4 yıldır verilmeyen haklarının ödenmesi talebiyle eylemler yapan BİMEKS işçileri, bu süreçte 15 defa gözaltına alınmışlardı. 13 Ocak günü yine kendilerine karşı açılan bir dava nedeni ile Çağlayan Adliyesi'ne gelen BİMEKS işçileri, basın açıklaması yapacaklarını duyurmuşlardı. Ancak mahkeme heyet başkanının mazeret bildirmesi nedeniyle, dava ertelendi.
Saat 14.00'de işçiler, Boğaziçi Üniversitesi öğrencileri ile birlikte Adliye önünde bir basın açıklaması yaptılar. “Yasal Eylemlerimize Dava Açan Devlet Akgiraylara Neden Dokunmuyor” ve “Bimeks İşçileri Yalnız Değildir” pankartlarının açıldığı eylemde İşçi Temsilcileri Konseyi (İTK) ve Emeğin Gücü Derneği de baret ve dövizleri ile katılarak işçilere ve öğrencilere destek verdi.

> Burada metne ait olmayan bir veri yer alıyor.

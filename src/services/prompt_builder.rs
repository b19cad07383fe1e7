use crate::config::SurveyConfig;
use crate::models::paper::Paper;

/// 模型回复需满足的 JSON 结构（嵌入提示词中）
const RESPONSE_SCHEMA: &str = r#"{
  "type": "object",
  "properties": {
    "relevance_rating": {
      "type": "string",
      "enum": ["High", "Medium", "Low"],
      "description": "Relevance level of the paper to the survey topic"
    },
    "confidence_score": {
      "type": "number",
      "minimum": 0.0,
      "maximum": 1.0,
      "description": "Confidence in the rating (0.0-1.0)"
    },
    "reasoning": {
      "type": "string",
      "minLength": 10,
      "description": "Brief explanation for the rating (2-3 sentences)"
    }
  },
  "required": ["relevance_rating", "confidence_score", "reasoning"]
}"#;

/// 相关性判断提示词构建器
#[derive(Debug, Clone)]
pub struct PromptBuilder {
    topic: String,
    description: Option<String>,
}

impl PromptBuilder {
    pub fn new(survey: &SurveyConfig) -> Self {
        let description = survey.description.trim();
        Self {
            topic: survey.topic.clone(),
            description: (!description.is_empty()).then(|| description.to_string()),
        }
    }

    pub fn topic(&self) -> &str {
        &self.topic
    }

    /// 为单篇论文构建提示词
    pub fn build(&self, paper: &Paper) -> String {
        let description_line = match &self.description {
            Some(description) => format!("SURVEY DESCRIPTION: {}\n", description),
            None => String::new(),
        };

        format!(
            r#"You are an expert researcher evaluating academic papers for a systematic literature review.

SURVEY TOPIC: {topic}
{description_line}
PAPER TO EVALUATE:
Title: {title}
Abstract: {abstract_text}
Conference: {conference} {year}

TASK: Evaluate this paper's relevance to the survey topic.

RATING GUIDELINES:
- High: Directly addresses the survey topic, core contribution aligns with survey scope
- Medium: Related to topic but not central, partial overlap or tangential relevance
- Low: Minimal connection, outside survey scope, or unrelated

INSTRUCTIONS:
1. Analyze the paper's title and abstract carefully
2. Determine relevance level based on topic alignment
3. Provide confidence score (0.0-1.0) based on how certain you are
4. Give brief reasoning for your decision (2-3 sentences)

You MUST respond with valid JSON matching this exact schema:
{schema}

Response:"#,
            topic = self.topic,
            description_line = description_line,
            title = paper.title,
            abstract_text = paper.abstract_or_placeholder(),
            conference = paper.conference_name,
            year = paper.publication_year,
            schema = RESPONSE_SCHEMA,
        )
    }
}

#[cfg(test)]
mod tests {
    use super::*;
    use chrono::NaiveDate;

    fn paper(abstract_text: Option<&str>) -> Paper {
        Paper {
            title: "Sparse Attention for Long Documents".to_string(),
            authors: vec!["Ada".to_string()],
            abstract_text: abstract_text.map(str::to_string),
            publication_year: 2024,
            conference_name: "ICLR".to_string(),
            venue_type: "conference".to_string(),
            track: None,
            session: None,
            topic: None,
            pdf_url: None,
            abstract_url: None,
            openreview_url: None,
            scraped_at: NaiveDate::from_ymd_opt(2024, 5, 1)
                .unwrap()
                .and_hms_opt(0, 0, 0)
                .unwrap(),
        }
    }

    #[test]
    fn test_prompt_contains_paper_and_schema() {
        let builder = PromptBuilder::new(&SurveyConfig {
            topic: "Efficient Transformers".to_string(),
            description: "Methods that reduce attention cost".to_string(),
        });
        let prompt = builder.build(&paper(Some("We propose a sparse pattern.")));

        assert!(prompt.contains("SURVEY TOPIC: Efficient Transformers"));
        assert!(prompt.contains("SURVEY DESCRIPTION: Methods that reduce attention cost"));
        assert!(prompt.contains("Title: Sparse Attention for Long Documents"));
        assert!(prompt.contains("Abstract: We propose a sparse pattern."));
        assert!(prompt.contains("Conference: ICLR 2024"));
        assert!(prompt.contains(r#""enum": ["High", "Medium", "Low"]"#));
        assert!(prompt.trim_end().ends_with("Response:"));
    }

    #[test]
    fn test_prompt_placeholders() {
        let builder = PromptBuilder::new(&SurveyConfig {
            topic: "Efficient Transformers".to_string(),
            description: "  ".to_string(),
        });
        let prompt = builder.build(&paper(None));

        assert!(!prompt.contains("SURVEY DESCRIPTION"));
        assert!(prompt.contains("Abstract: No abstract available"));
    }
}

Açıklamada ilk olarak konuşan Bimeks emekçilerinin Avukatı Emre Erdal, işçilerin uzun zamandır maaşlarını ve tazminatlarını alamadıklarını söyleyerek, açtıkları davaların sonuçsuz kaldığını belirtti. İcra takiplerinden de bir sonuç alınmadığını söyleyerek “Bu dava sürecine gelen yolda Bimeks işçileri hakkını ararken il hıfzısıhha kanunu kararı bahane edilerek işçilere müdahale ediliyor. Herhangi bir suç unsuru yokken hakkını arayan işçilere davalar açılıyor. İşçilerin yaptığı şikayetlerin hepsi kovuşturmaya yer yoktur kararlarıyla hiçbir şekilde işleme alınmıyor fakat yaptıkları ilk eylemde dava açılıyor” dedi.
Ardından konuşan Bimeks emekçilerinden Dilek Aslan, mağdur olduklarını ve uzun zamandır iş bulamadıklarını dile getirerek, “İlmek ilmek soygunlarına alet ettiler bizi sömürdüler. 'Aileyiz' dediler 'aynı gemideyiz' dediler. 'Aynı gemideyiz' diyenlerden uzak durun. Aynı gemide değilsiniz çünkü batan gemide ilk sizi atıyorlar. Sokağa bırakıldık, her yere borçlu kaldık. Hakkımı aradığım için gözaltına alındım. Ben suçlu muyum? Devlete soruyorum, hırsızlık mı yaptım? Bimeks'in mağazasından bir çöp mü çaldım? Bizim tazminatlarımız içeride kaldı. Onlar gibi hanlar, hamamlar istemiyordum. Evimi geçindiriyordum, onu da elimden aldılar. Hırsız patronlardan bizi kollayın. Biz robot gibi çalıştık. Ne bayram gözü gördük ne başka bir şey” dedi.
Yine işçilerden Leyla Akıncı da, Vedat Akgiray’ın STK başkanı olabilmek için hisselerini kardeşine devrettiğini söyleyerek, “Akgiray şirketi borsaya soktu. Usulsüzlük yaptığı için devlet soruşturma açtı fakat bu soruşturmadan da sonuç çıkmadı. Kendisinde ahlak adında hiçbir şey bulunmayan patronumuz Vedat Akgiray şu anda Boğaziçi Üniversitesinde iş etiği dersi veriyor. İşçileri, borsayı, STK’yı dolandıran bu adam Üniversitede iş etiği dersi nasıl verebiliyor” dedi.
Boğaziçi Dayanışması adına konuşan BOUN öğrencisi Hüseyin Arif ise, demokratik taleplerini ve haklarını dile getiren her kesime dönük baskının arttığına dikkati çekerken, dayanışma çağrısı yaptı. “Biz bunlara geçit vermeyeceğimizi, bu düşüncelerin kayyum düşüncelerle aynı olduğunu onlarca kez dile getirdik dile getirmeye devam ediyoruz. Okullarımızda ve yaşamın her alanında kayyumları da hırsız patronları da istemiyoruz. Demokratik taleplerini demokratik alanlarda istediği gibi dile getiren gençliği arzuluyoruz. Biliyoruz ki ancak işçilerle, kadınlarla, LGBT+ bireylerle beraber bunu sürdürürsek başarabileceğiz” dedi.